The New Middle Ages

By Vodolazkin, Eugene | First Things; A Monthly Journal of Religion and Public Life, August/September 2016 | Go to article overview

The New Middle Ages


Vodolazkin, Eugene, First Things; A Monthly Journal of Religion and Public Life


The past is returning. Any return assumes a preceding departure. Perhaps, though, the past never left, and its absence will turn out to have been an illusion. Certain traits embedded in genes don't manifest themselves for some time. That doesn't mean they've disappeared, though; they're simply waiting for the right moment to emerge. That moment-the moment we are at now-could be called a return.

Naturally enough, the idea of a return of the past isn't new. Antiquity asserted the cyclical nature of time. Christian civilization rejected that circle, offering the spiral as a model. Yes, events repeat, but on another level, under other conditions. This understanding of the world was expressed by early Christian thinkers who saw Christ as a new Adam and the Virgin Mary as a new Eve. There are a great many such pairs: Melchizedek and Christ, the twelve tribes and the twelve disciples, Israel and the Church.

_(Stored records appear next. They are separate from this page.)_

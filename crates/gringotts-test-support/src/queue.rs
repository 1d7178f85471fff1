//! Broker channel fixture.

use std::net::TcpStream;
use std::time::Duration;

use anyhow::{Context, Result};
use lapin::Channel;
use url::Url;

use gringotts_config::settings;
use gringotts_queue::create_queue_channel;

const PROBE_TIMEOUT: Duration = Duration::from_millis(500);
const DEFAULT_AMQP_PORT: u16 = 5672;

/// Open a channel to the message broker using process settings.
///
/// The work queue is declared on the channel before it is returned, so tests
/// can publish and consume immediately.
///
/// # Errors
///
/// Returns an error when settings cannot be read or the broker rejects the
/// connection; either aborts test setup.
pub async fn goblin_channel() -> Result<Channel> {
    let settings = settings().context("failed to load process settings")?;
    create_queue_channel(&settings.amqp)
        .await
        .context("failed to open broker channel")
}

/// Returns `true` if the configured broker accepts TCP connections.
///
/// A cheap probe so suites can skip broker tests on hosts without one.
#[must_use]
pub fn broker_available() -> bool {
    settings()
        .ok()
        .is_some_and(|settings| endpoint_reachable(&settings.amqp.url))
}

fn endpoint_reachable(amqp_url: &str) -> bool {
    use std::net::ToSocketAddrs;

    let Ok(parsed) = Url::parse(amqp_url) else {
        return false;
    };
    let Some(host) = parsed.host_str() else {
        return false;
    };
    let port = parsed.port().unwrap_or(DEFAULT_AMQP_PORT);
    (host, port).to_socket_addrs().is_ok_and(|mut addrs| {
        addrs.any(|addr| TcpStream::connect_timeout(&addr, PROBE_TIMEOUT).is_ok())
    })
}

#[cfg(test)]
mod tests {
    use super::*;

    #[test]
    fn malformed_urls_are_unreachable() {
        assert!(!endpoint_reachable("not a url"));
        assert!(!endpoint_reachable("amqp://"));
    }

    #[test]
    fn closed_ports_are_unreachable() {
        // Port 1 is virtually never listening locally.
        assert!(!endpoint_reachable("amqp://127.0.0.1:1/%2f"));
    }
}
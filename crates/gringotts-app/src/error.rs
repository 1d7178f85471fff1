//! Top-level application errors.

use thiserror::Error;

/// Result alias for application bootstrap.
pub type AppResult<T> = Result<T, AppError>;

/// Errors raised while wiring and running the service.
#[derive(Debug, Error)]
pub enum AppError {
    /// Settings could not be loaded.
    #[error("configuration failed")]
    Config(#[from] gringotts_config::ConfigError),
    /// The database could not be prepared.
    #[error("database bootstrap failed")]
    Data(#[from] gringotts_data::DataError),
    /// The HTTP listener failed.
    #[error("http server failed")]
    Serve(#[from] std::io::Error),
    /// Telemetry could not be installed.
    #[error("telemetry initialisation failed")]
    Telemetry(#[source] anyhow::Error),
}
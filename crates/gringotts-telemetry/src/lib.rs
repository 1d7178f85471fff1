#![forbid(unsafe_code)]
#![deny(
    warnings,
    dead_code,
    unused,
    unused_imports,
    unused_must_use,
    unreachable_pub,
    clippy::all,
    clippy::pedantic,
    clippy::nursery,
    rustdoc::broken_intra_doc_links,
    rustdoc::bare_urls,
    missing_docs
)]

//! Logging initialisation for the Gringotts services.

pub mod init;

pub use init::{DEFAULT_LOG_LEVEL, LogFormat, LoggingConfig, init_for_tests, init_logging};
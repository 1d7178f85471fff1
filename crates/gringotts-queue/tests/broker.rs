//! Broker round-trip tests; skipped when no broker is listening.

use std::time::{SystemTime, UNIX_EPOCH};

use anyhow::{Context, Result};
use lapin::options::{BasicGetOptions, QueueDeclareOptions, QueueDeleteOptions};
use lapin::types::FieldTable;

use gringotts_queue::publish;
use gringotts_test_support::queue::{broker_available, goblin_channel};

fn scratch_queue_name() -> String {
    let nanos = SystemTime::now()
        .duration_since(UNIX_EPOCH)
        .unwrap_or_default()
        .as_nanos();
    format!("gringotts.test.{}.{nanos}", std::process::id())
}

#[tokio::test]
async fn channel_opens_and_round_trips_a_payload() -> Result<()> {
    if !broker_available() {
        eprintln!("skipping broker tests: no broker reachable");
        return Ok(());
    }

    let channel = goblin_channel().await?;

    // A throwaway queue keeps the round trip isolated from real workers.
    let queue = scratch_queue_name();
    channel
        .queue_declare(
            &queue,
            QueueDeclareOptions {
                auto_delete: true,
                ..QueueDeclareOptions::default()
            },
            FieldTable::default(),
        )
        .await
        .context("failed to declare scratch queue")?;

    publish(&channel, &queue, b"open vault 713").await?;

    let delivery = channel
        .basic_get(
            &queue,
            BasicGetOptions {
                no_ack: true,
                ..BasicGetOptions::default()
            },
        )
        .await
        .context("failed to fetch message")?
        .context("expected a message on the scratch queue")?;
    assert_eq!(delivery.data, b"open vault 713");

    channel
        .queue_delete(&queue, QueueDeleteOptions::default())
        .await
        .context("failed to delete scratch queue")?;
    Ok(())
}
//! Connection pool construction and teardown.

use std::time::Duration;

use sqlx::PgPool;
use sqlx::postgres::PgPoolOptions;
use tracing::debug;

use crate::error::{DataError, Result};

const MAX_CONNECTIONS: u32 = 8;
const ACQUIRE_TIMEOUT: Duration = Duration::from_secs(10);

/// Build the process-wide async connection pool.
///
/// # Errors
///
/// Returns an error if the `PostgreSQL` connection cannot be established.
pub async fn connect_pool(database_url: &str) -> Result<PgPool> {
    let pool = PgPoolOptions::new()
        .max_connections(MAX_CONNECTIONS)
        .acquire_timeout(ACQUIRE_TIMEOUT)
        .connect(database_url)
        .await
        .map_err(|source| DataError::ConnectFailed { source })?;
    debug!(max_connections = MAX_CONNECTIONS, "connection pool ready");
    Ok(pool)
}

/// Close the pool and release every pooled connection.
///
/// Callers that create a pool for a single test run this at teardown.
pub async fn dispose(pool: &PgPool) {
    pool.close().await;
    debug!("connection pool disposed");
}
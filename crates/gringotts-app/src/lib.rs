#![forbid(unsafe_code)]
#![deny(
    warnings,
    dead_code,
    unused,
    unused_imports,
    unused_must_use,
    unreachable_pub,
    clippy::all,
    clippy::pedantic,
    clippy::nursery,
    rustdoc::broken_intra_doc_links,
    rustdoc::bare_urls,
    missing_docs
)]

//! Application wiring: settings, telemetry, schema bootstrap, and the HTTP
//! listener.

mod bootstrap;
mod error;

pub use bootstrap::run_app;
pub use error::{AppError, AppResult};
//! Router construction for the API.

use std::sync::Arc;

use axum::{Router, http::Request, routing::get};
use tower_http::trace::TraceLayer;

use crate::health::health;
use crate::state::ApiState;
use crate::vaults::{create_vault, get_vault, list_vaults};

/// Build the application router over shared state.
///
/// This is the in-process request handler the HTTP test client binds to; the
/// binary serves the same router over a TCP listener.
#[must_use]
pub fn router(state: ApiState) -> Router {
    let trace_layer = TraceLayer::new_for_http().make_span_with(|request: &Request<_>| {
        tracing::info_span!(
            "http.request",
            method = %request.method(),
            route = %request.uri().path(),
        )
    });

    Router::new()
        .route("/health", get(health))
        .route("/vaults", get(list_vaults).post(create_vault))
        .route("/vaults/{id}", get(get_vault))
        .layer(trace_layer)
        .with_state(Arc::new(state))
}
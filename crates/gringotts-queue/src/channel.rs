//! Broker connection and channel helpers.
//!
//! There is no retry or backoff here: a failed channel open is a hard setup
//! failure that propagates to the caller.

use lapin::options::{BasicPublishOptions, QueueDeclareOptions};
use lapin::types::FieldTable;
use lapin::{BasicProperties, Channel, Connection, ConnectionProperties};
use tracing::debug;

use gringotts_config::AmqpSettings;

use crate::error::{QueueResult, map_broker_err};

/// Open a broker connection from process settings.
///
/// # Errors
///
/// Returns an error when the broker is unreachable or rejects the handshake.
pub async fn connect(settings: &AmqpSettings) -> QueueResult<Connection> {
    let connection = Connection::connect(&settings.url, ConnectionProperties::default())
        .await
        .map_err(map_broker_err("connect"))?;
    debug!("broker connection established");
    Ok(connection)
}

/// Open a channel and declare the durable work queue on it.
///
/// The channel is ready for publish and consume once this returns; the
/// declare is idempotent for matching queue arguments.
///
/// # Errors
///
/// Returns an error when the connection, channel, or declare fails.
pub async fn create_queue_channel(settings: &AmqpSettings) -> QueueResult<Channel> {
    let connection = connect(settings).await?;
    let channel = connection
        .create_channel()
        .await
        .map_err(map_broker_err("create channel"))?;
    channel
        .queue_declare(
            &settings.queue,
            QueueDeclareOptions {
                durable: true,
                ..QueueDeclareOptions::default()
            },
            FieldTable::default(),
        )
        .await
        .map_err(map_broker_err("declare queue"))?;
    debug!(queue = %settings.queue, "work queue declared");
    Ok(channel)
}

/// Publish a payload to a queue via the default exchange.
///
/// # Errors
///
/// Returns an error when the publish or its confirmation fails.
pub async fn publish(channel: &Channel, queue: &str, payload: &[u8]) -> QueueResult<()> {
    channel
        .basic_publish(
            "",
            queue,
            BasicPublishOptions::default(),
            payload,
            BasicProperties::default(),
        )
        .await
        .map_err(map_broker_err("publish"))?
        .await
        .map_err(map_broker_err("publish confirm"))?;
    Ok(())
}
//! Quality verification pipeline.
//!
//! A linear state machine over a single draft:
//! Draft -> FactCheck -> ConsistencyCheck -> ConfidenceScore -> Decision.
//!
//! The two checking stages are independent given the same draft and run
//! joined; scoring and the decision are pure. Re-running the pipeline on
//! the same draft and fact-store snapshot produces the same report.

use std::sync::Arc;
use tracing::{info, warn};

use compass_common::{
    Decision, FactStore, Issue, SanitisedProfile, StageName, VerificationReport,
};

use crate::config::CagConfig;

pub mod confidence;
pub mod consistency;
pub mod factcheck;

pub struct VerificationPipeline {
    fact_store: Arc<dyn FactStore>,
    config: CagConfig,
}

impl VerificationPipeline {
    pub fn new(fact_store: Arc<dyn FactStore>, config: CagConfig) -> Self {
        Self { fact_store, config }
    }

    pub fn config(&self) -> &CagConfig {
        &self.config
    }

    /// Run every stage over a draft. Fact-store unavailability degrades
    /// FactCheck to skipped instead of failing the request; skipped
    /// stages are scored conservatively.
    pub async fn verify(&self, draft: &str, profile: &SanitisedProfile) -> VerificationReport {
        let mut stages_completed = Vec::new();
        let mut issues: Vec<Issue> = Vec::new();
        let mut skipped_stages = 0;

        let (fact_outcome, consistency_issues) = tokio::join!(
            self.run_factcheck(draft),
            std::future::ready(consistency::check(draft, profile)),
        );

        match fact_outcome {
            Some(fact_issues) => {
                stages_completed.push(StageName::FactCheck);
                issues.extend(fact_issues);
            }
            None => {
                skipped_stages += 1;
            }
        }

        stages_completed.push(StageName::ConsistencyCheck);
        issues.extend(consistency_issues);

        let confidence = confidence::score(&issues, skipped_stages, &self.config);
        stages_completed.push(StageName::ConfidenceScore);

        let decision = confidence::decide(confidence, &self.config);
        stages_completed.push(StageName::Decision);

        info!(
            "[V]  Verified draft: {:?} (confidence {:.2}, {} issue(s))",
            decision,
            confidence,
            issues.len()
        );

        VerificationReport {
            decision,
            confidence,
            issues,
            stages_completed,
            revision_count: 0,
        }
    }

    async fn run_factcheck(&self, draft: &str) -> Option<Vec<Issue>> {
        match self.fact_store.snapshot().await {
            Ok(snapshot) => Some(factcheck::check(draft, &snapshot)),
            Err(e) => {
                warn!("[V]  Fact store unavailable, skipping FactCheck: {}", e);
                None
            }
        }
    }
}

/// Correction instructions for the single revision attempt, assembled
/// from issue details only.
pub fn correction_from_issues(issues: &[Issue]) -> String {
    issues
        .iter()
        .map(|issue| format!("- {}", issue.detail))
        .collect::<Vec<_>>()
        .join("\n")
}

/// One decision only warrants a regeneration attempt.
pub fn wants_revision(decision: Decision) -> bool {
    decision == Decision::Revise
}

At the very moment when the past's departure seems irrevocable, the spiral twists and the return gets its rolling start. We recognize old traits in new occurrences. The spiral can be likened to the DNA helix. Today the helix is turning yet again, and we see emerging from modernity a new Middle Ages.

Nikolai Berdyaev predicted this return in 1923 in The End of Our Time. He described the modern age, which is "colorful and individualistic," as nearing its end, being replaced by an epoch that is much closer to the "profound and collective" Middle Ages. He saw that a revolution was beginning. ("Revolution begins internally, before it is exposed on the outside.") Umberto Eco saw it as well, and announced that "our era can be defined as a new Middle Ages." So what do "the Middle Ages" really mean to us in the present day?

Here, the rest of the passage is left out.